Extract the lines that carry the string "updates" from the listing.
(Beginning of Given data)
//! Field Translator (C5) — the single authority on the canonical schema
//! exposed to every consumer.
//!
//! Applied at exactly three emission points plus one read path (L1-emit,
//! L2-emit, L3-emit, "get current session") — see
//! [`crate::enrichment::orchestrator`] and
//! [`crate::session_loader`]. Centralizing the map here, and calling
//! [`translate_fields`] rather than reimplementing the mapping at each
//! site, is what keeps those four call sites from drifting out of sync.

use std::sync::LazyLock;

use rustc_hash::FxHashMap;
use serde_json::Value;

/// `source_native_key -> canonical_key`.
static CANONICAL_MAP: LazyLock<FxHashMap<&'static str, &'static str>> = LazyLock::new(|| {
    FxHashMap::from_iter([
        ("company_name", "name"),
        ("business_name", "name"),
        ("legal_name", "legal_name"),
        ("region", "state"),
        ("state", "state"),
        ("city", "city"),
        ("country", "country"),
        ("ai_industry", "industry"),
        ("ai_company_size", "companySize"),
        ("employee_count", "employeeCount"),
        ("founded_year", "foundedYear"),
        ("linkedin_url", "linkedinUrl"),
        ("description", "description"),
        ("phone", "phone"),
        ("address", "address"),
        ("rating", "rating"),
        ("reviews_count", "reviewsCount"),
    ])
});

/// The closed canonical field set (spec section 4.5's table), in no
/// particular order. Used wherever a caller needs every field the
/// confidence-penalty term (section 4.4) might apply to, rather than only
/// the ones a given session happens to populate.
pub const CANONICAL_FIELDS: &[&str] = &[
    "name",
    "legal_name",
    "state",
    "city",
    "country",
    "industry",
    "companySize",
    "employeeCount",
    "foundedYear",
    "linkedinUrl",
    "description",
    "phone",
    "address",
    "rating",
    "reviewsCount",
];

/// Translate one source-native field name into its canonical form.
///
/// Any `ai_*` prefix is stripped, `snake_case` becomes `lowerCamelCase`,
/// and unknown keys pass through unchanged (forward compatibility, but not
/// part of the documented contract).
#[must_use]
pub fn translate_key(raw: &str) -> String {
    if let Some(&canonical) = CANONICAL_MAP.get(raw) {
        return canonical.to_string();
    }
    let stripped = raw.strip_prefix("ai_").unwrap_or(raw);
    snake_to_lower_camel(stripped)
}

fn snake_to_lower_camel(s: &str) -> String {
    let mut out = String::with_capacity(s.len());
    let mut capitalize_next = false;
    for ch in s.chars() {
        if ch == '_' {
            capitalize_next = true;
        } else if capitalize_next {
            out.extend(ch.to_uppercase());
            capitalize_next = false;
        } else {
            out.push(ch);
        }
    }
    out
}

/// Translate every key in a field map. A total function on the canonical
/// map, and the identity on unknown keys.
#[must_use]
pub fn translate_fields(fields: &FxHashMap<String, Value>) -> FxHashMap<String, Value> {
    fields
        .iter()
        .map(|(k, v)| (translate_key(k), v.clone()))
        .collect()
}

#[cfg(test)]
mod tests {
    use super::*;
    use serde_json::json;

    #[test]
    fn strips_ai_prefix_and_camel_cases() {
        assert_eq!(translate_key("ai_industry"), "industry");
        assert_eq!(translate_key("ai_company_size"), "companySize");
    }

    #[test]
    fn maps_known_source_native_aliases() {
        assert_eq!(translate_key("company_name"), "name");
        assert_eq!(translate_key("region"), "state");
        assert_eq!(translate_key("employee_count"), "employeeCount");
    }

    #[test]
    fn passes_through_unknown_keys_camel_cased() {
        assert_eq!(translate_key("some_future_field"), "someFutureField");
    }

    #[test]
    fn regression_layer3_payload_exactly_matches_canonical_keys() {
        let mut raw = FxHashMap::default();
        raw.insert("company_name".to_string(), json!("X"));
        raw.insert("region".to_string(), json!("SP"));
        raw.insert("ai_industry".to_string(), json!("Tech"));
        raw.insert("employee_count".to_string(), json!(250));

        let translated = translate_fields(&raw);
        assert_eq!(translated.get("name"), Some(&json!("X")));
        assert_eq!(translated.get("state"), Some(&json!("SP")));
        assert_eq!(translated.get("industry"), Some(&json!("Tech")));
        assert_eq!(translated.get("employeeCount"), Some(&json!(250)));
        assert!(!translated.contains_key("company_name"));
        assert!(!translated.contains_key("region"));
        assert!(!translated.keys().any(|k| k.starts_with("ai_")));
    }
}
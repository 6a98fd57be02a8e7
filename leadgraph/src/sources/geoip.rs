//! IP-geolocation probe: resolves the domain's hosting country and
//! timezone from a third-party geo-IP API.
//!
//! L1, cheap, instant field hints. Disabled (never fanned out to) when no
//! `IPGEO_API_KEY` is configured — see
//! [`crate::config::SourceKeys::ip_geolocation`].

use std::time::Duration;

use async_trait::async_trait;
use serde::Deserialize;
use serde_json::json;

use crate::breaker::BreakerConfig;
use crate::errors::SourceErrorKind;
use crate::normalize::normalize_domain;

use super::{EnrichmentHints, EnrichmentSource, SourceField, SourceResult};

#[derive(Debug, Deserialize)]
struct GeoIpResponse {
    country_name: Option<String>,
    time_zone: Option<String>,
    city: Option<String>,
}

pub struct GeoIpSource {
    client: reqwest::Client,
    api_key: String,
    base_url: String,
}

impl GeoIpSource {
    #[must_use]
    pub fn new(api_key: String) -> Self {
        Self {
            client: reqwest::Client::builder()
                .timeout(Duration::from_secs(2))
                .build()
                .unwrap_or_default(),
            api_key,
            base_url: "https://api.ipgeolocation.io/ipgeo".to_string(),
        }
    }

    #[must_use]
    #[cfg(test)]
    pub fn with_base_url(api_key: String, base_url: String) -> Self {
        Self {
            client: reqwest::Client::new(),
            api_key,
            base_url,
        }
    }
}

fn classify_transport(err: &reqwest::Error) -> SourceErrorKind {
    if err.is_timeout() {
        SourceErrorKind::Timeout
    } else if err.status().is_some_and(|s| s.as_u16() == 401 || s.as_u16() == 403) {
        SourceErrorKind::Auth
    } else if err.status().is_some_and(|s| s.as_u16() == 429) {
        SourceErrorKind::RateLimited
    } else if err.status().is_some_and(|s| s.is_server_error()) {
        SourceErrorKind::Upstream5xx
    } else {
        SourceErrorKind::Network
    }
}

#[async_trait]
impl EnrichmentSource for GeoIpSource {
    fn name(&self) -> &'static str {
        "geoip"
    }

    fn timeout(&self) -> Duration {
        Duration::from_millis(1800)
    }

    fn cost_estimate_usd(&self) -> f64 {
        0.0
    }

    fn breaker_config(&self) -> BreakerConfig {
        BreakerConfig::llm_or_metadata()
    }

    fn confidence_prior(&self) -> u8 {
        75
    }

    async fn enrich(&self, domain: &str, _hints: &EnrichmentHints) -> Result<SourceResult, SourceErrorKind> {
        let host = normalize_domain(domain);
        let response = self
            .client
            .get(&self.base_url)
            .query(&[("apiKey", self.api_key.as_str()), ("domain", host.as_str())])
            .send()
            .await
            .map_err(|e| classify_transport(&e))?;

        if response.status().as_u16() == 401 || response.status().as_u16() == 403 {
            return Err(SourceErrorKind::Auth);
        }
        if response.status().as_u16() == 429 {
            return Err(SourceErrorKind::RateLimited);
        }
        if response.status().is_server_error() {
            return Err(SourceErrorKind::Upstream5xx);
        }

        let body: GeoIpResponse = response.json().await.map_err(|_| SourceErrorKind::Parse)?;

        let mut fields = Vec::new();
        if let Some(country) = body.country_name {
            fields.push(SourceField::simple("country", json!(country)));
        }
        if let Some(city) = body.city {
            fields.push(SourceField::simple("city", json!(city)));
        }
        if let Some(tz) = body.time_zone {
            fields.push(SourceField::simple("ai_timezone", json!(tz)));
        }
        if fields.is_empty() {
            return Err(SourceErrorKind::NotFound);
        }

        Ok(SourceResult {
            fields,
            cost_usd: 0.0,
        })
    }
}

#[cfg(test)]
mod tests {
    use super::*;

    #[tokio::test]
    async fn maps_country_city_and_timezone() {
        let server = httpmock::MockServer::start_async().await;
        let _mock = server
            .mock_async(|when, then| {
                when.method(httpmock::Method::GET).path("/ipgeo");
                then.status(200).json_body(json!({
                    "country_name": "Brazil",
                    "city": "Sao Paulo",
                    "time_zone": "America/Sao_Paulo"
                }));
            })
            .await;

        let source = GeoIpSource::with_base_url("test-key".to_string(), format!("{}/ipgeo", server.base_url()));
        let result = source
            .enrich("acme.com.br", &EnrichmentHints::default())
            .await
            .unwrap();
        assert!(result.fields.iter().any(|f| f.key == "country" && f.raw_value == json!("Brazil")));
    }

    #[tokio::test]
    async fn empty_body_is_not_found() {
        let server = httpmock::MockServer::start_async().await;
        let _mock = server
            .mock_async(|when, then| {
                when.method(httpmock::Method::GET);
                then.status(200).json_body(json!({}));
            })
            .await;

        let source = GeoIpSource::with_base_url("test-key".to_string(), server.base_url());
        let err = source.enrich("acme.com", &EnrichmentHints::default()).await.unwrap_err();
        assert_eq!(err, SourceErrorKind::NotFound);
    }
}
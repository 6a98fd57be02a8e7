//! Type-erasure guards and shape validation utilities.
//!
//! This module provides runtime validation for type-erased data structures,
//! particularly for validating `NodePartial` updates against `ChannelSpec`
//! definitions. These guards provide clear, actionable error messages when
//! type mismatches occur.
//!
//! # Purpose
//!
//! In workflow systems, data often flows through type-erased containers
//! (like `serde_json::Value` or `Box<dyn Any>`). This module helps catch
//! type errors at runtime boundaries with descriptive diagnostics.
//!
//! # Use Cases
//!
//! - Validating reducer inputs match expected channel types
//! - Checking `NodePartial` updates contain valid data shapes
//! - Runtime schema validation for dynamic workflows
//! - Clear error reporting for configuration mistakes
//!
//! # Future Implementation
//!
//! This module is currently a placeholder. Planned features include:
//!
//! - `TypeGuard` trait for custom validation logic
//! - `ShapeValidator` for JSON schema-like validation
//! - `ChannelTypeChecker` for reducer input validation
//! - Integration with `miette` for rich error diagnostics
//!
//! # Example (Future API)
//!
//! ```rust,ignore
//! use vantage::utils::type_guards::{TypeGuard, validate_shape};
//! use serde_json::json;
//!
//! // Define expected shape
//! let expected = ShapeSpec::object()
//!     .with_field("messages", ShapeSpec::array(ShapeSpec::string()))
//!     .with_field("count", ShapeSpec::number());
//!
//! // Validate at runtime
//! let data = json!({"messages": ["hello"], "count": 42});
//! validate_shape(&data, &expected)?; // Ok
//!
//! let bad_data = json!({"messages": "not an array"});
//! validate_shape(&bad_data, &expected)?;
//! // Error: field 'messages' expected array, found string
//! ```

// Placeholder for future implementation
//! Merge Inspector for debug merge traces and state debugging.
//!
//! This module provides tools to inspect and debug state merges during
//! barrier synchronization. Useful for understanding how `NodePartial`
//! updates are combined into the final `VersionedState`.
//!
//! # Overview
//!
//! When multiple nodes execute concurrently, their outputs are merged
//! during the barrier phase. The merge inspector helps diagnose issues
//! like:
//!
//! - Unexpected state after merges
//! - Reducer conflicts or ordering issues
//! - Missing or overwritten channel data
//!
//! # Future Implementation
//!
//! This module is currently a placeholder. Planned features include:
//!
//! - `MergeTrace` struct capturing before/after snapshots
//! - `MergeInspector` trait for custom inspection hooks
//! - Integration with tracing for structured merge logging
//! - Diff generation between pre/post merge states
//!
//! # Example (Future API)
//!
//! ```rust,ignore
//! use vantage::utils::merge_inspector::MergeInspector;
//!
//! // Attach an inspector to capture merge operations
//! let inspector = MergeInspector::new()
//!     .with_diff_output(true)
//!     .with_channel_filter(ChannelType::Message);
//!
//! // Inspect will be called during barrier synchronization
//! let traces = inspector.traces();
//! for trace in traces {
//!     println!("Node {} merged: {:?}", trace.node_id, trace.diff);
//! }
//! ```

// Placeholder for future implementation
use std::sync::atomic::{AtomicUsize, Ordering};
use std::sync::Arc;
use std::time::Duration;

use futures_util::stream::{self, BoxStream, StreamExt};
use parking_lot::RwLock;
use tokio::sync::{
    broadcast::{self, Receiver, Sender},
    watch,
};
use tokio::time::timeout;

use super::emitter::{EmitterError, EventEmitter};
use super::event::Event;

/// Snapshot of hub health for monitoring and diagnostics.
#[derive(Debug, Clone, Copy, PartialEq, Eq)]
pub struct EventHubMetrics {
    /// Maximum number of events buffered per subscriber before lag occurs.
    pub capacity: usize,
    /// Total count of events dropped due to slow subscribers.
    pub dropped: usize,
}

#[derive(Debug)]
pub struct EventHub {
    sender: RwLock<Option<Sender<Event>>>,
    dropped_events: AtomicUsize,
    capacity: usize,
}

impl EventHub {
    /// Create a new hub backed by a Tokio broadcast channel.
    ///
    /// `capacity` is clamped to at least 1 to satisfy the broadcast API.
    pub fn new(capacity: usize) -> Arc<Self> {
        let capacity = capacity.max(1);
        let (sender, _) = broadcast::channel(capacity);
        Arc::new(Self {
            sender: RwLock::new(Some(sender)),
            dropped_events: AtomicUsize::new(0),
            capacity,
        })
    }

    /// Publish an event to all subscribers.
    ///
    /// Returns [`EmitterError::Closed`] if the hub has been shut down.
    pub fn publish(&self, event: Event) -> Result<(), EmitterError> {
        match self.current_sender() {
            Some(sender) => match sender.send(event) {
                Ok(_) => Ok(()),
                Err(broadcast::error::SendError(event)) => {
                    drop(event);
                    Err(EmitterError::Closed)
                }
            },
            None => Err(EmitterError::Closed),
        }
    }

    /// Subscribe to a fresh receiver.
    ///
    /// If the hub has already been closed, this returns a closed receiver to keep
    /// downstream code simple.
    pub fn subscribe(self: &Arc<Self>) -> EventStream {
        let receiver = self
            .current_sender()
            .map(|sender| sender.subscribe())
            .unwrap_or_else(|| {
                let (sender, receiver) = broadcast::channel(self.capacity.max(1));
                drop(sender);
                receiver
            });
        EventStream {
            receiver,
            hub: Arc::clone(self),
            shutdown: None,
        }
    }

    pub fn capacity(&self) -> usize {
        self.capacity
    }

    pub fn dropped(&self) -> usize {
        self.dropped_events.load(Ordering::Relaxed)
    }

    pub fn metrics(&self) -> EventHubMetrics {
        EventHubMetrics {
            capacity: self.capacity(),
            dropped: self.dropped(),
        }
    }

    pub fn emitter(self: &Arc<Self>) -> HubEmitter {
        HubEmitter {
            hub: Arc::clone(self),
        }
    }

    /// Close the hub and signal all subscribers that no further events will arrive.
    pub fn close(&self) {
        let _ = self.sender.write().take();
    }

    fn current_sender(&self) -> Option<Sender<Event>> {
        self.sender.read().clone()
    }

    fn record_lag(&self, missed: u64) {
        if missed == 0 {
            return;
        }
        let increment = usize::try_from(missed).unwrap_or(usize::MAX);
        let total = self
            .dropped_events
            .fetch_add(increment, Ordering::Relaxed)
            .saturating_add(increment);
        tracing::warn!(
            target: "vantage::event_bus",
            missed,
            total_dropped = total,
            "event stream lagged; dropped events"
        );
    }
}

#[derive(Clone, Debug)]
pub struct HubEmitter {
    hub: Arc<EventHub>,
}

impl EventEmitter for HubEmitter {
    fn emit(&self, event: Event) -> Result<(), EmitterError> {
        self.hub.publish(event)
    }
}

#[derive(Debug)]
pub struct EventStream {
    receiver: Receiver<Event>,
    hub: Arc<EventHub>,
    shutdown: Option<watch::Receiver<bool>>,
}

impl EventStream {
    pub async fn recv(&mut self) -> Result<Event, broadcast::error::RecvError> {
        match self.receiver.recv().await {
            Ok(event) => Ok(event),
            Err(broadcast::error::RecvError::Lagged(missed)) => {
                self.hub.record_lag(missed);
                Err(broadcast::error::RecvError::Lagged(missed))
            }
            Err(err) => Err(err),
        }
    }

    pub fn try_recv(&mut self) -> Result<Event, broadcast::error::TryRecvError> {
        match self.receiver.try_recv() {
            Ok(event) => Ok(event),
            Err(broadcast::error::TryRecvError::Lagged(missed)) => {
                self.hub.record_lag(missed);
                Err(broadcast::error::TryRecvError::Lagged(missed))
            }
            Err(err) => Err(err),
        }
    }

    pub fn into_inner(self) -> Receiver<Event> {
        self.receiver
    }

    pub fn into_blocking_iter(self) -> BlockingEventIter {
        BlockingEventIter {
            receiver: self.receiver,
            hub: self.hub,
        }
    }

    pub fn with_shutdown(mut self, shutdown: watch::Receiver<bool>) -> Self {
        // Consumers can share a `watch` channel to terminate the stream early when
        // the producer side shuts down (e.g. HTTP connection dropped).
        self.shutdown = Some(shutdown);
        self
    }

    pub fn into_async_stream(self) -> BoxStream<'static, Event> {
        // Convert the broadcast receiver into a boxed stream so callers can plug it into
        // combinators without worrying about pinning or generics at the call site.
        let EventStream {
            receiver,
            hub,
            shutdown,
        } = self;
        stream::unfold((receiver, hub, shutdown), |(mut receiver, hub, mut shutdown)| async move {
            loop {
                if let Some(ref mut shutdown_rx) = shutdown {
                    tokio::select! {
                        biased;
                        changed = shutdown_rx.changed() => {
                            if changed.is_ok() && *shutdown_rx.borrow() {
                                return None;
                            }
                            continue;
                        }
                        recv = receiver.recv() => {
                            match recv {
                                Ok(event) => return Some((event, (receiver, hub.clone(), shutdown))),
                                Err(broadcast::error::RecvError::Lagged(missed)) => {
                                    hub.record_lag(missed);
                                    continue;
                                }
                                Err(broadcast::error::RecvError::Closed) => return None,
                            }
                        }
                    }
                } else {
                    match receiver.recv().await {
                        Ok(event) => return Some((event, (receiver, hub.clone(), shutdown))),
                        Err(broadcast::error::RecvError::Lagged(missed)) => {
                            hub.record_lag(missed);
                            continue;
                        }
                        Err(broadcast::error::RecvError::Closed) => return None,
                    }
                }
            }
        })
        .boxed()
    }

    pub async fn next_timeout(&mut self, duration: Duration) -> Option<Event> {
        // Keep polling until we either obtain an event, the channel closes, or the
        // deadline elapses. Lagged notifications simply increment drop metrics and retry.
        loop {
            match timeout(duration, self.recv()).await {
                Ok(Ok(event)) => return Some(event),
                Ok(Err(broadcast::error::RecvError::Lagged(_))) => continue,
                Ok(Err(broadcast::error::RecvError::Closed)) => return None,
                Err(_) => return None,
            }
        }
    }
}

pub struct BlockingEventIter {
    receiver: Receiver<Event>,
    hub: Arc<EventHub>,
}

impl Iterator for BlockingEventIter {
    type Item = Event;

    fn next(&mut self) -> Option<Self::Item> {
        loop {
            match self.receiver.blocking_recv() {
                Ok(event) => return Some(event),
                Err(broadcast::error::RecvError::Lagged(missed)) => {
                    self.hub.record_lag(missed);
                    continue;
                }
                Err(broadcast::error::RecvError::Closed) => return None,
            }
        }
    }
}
(End of Given data)
▸ Output for this task:
//! particularly for validating `NodePartial` updates against `ChannelSpec`
//! - Checking `NodePartial` updates contain valid data shapes
//! updates are combined into the final `VersionedState`.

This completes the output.